→ Given records:
******

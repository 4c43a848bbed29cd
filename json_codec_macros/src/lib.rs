extern crate proc_macro;
use proc_macro::TokenStream;
use proc_macro2::TokenStream as TokenStream2;
use quote::{format_ident, quote};
use syn::{Data, DeriveInput, Error, Fields, FieldsNamed, ext::IdentExt, parse_macro_input};

// Only structs with named fields map onto JSON objects
fn named_fields(input: &DeriveInput, derive: &str) -> Result<FieldsNamed, Error> {
    let schema = if let Data::Struct(data) = &input.data {
        data
    } else {
        return Err(Error::new_spanned(
            input,
            format!("{derive} can only be derived for structs"),
        ));
    };

    if let Fields::Named(fields) = &schema.fields {
        Ok(fields.clone())
    } else {
        Err(Error::new_spanned(
            input,
            format!("{derive} can only be derived for named field structs"),
        ))
    }
}

#[proc_macro_derive(FromJson)]
pub fn derive_from_json(input: TokenStream) -> TokenStream {
    let input = parse_macro_input!(input as DeriveInput);
    match expand_from_json(&input) {
        Ok(expanded) => expanded.into(),
        Err(err) => err.to_compile_error().into(),
    }
}

fn expand_from_json(input: &DeriveInput) -> Result<TokenStream2, Error> {
    let fields = named_fields(input, "FromJson")?;
    let struct_name = &input.ident;
    let (impl_generics, ty_generics, where_clause) = input.generics.split_for_impl();

    let idents: Vec<_> = fields.named.iter().filter_map(|f| f.ident.as_ref()).collect();
    let types: Vec<_> = fields.named.iter().map(|f| &f.ty).collect();
    // `r#type` is written as `"type"` in JSON
    let keys: Vec<_> = idents.iter().map(|i| i.unraw().to_string()).collect();
    let slots: Vec<_> = idents.iter().map(|i| format_ident!("__{}", i.unraw())).collect();

    let expanded = quote! {
        impl #impl_generics ::json_codec::FromJson for #struct_name #ty_generics #where_clause {
            fn from_json(
                value: &::json_codec::JsonValue,
            ) -> ::core::result::Result<Self, ::json_codec::ConversionError> {
                let members = value.as_object().ok_or_else(|| {
                    ::json_codec::ConversionError::type_mismatch("object", value)
                })?;

                #( let mut #slots: ::core::option::Option<#types> = ::core::option::Option::None; )*

                for (key, member) in members {
                    match key.as_str() {
                        #(
                            #keys => {
                                #slots = ::core::option::Option::Some(
                                    <#types as ::json_codec::FromJson>::from_json(member)
                                        .map_err(|e| e.in_field(#keys))?,
                                );
                            }
                        )*
                        _ => {
                            return ::core::result::Result::Err(
                                ::json_codec::ConversionError::UnknownField(key.clone()),
                            );
                        }
                    }
                }

                ::core::result::Result::Ok(#struct_name {
                    #(
                        #idents: match #slots {
                            ::core::option::Option::Some(v) => v,
                            ::core::option::Option::None => {
                                <#types as ::json_codec::FromJson>::from_missing().ok_or(
                                    ::json_codec::ConversionError::MissingField(#keys),
                                )?
                            }
                        },
                    )*
                })
            }
        }
    };

    Ok(expanded)
}

#[proc_macro_derive(ToJson)]
pub fn derive_to_json(input: TokenStream) -> TokenStream {
    let input = parse_macro_input!(input as DeriveInput);
    match expand_to_json(&input) {
        Ok(expanded) => expanded.into(),
        Err(err) => err.to_compile_error().into(),
    }
}

fn expand_to_json(input: &DeriveInput) -> Result<TokenStream2, Error> {
    let fields = named_fields(input, "ToJson")?;
    let struct_name = &input.ident;
    let (impl_generics, ty_generics, where_clause) = input.generics.split_for_impl();

    let inserts = fields.named.iter().filter_map(|f| f.ident.as_ref()).map(|ident| {
        let key = ident.unraw().to_string();
        quote! {
            members.insert(
                ::std::string::String::from(#key),
                ::json_codec::ToJson::to_json(&self.#ident),
            );
        }
    });

    // Members are written in declaration order
    let expanded = quote! {
        impl #impl_generics ::json_codec::ToJson for #struct_name #ty_generics #where_clause {
            fn to_json(&self) -> ::json_codec::JsonValue {
                let mut members = ::json_codec::Map::new();
                #( #inserts )*
                ::json_codec::JsonValue::Object(members)
            }
        }
    };

    Ok(expanded)
}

******

→ About this exercise: Look above for the line with "for (key, member)" and the line with "pub fn derive_to_json(input: TokenStream)". Write out those two lines and all the lines between them, exactly, and no others.

→ Answer for this exercise:
                for (key, member) in members {
                    match key.as_str() {
                        #(
                            #keys => {
                                #slots = ::core::option::Option::Some(
                                    <#types as ::json_codec::FromJson>::from_json(member)
                                        .map_err(|e| e.in_field(#keys))?,
                                );
                            }
                        )*
                        _ => {
                            return ::core::result::Result::Err(
                                ::json_codec::ConversionError::UnknownField(key.clone()),
                            );
                        }
                    }
                }

                ::core::result::Result::Ok(#struct_name {
                    #(
                        #idents: match #slots {
                            ::core::option::Option::Some(v) => v,
                            ::core::option::Option::None => {
                                <#types as ::json_codec::FromJson>::from_missing().ok_or(
                                    ::json_codec::ConversionError::MissingField(#keys),
                                )?
                            }
                        },
                    )*
                })
            }
        }
    };

    Ok(expanded)
}

#[proc_macro_derive(ToJson)]
pub fn derive_to_json(input: TokenStream) -> TokenStream {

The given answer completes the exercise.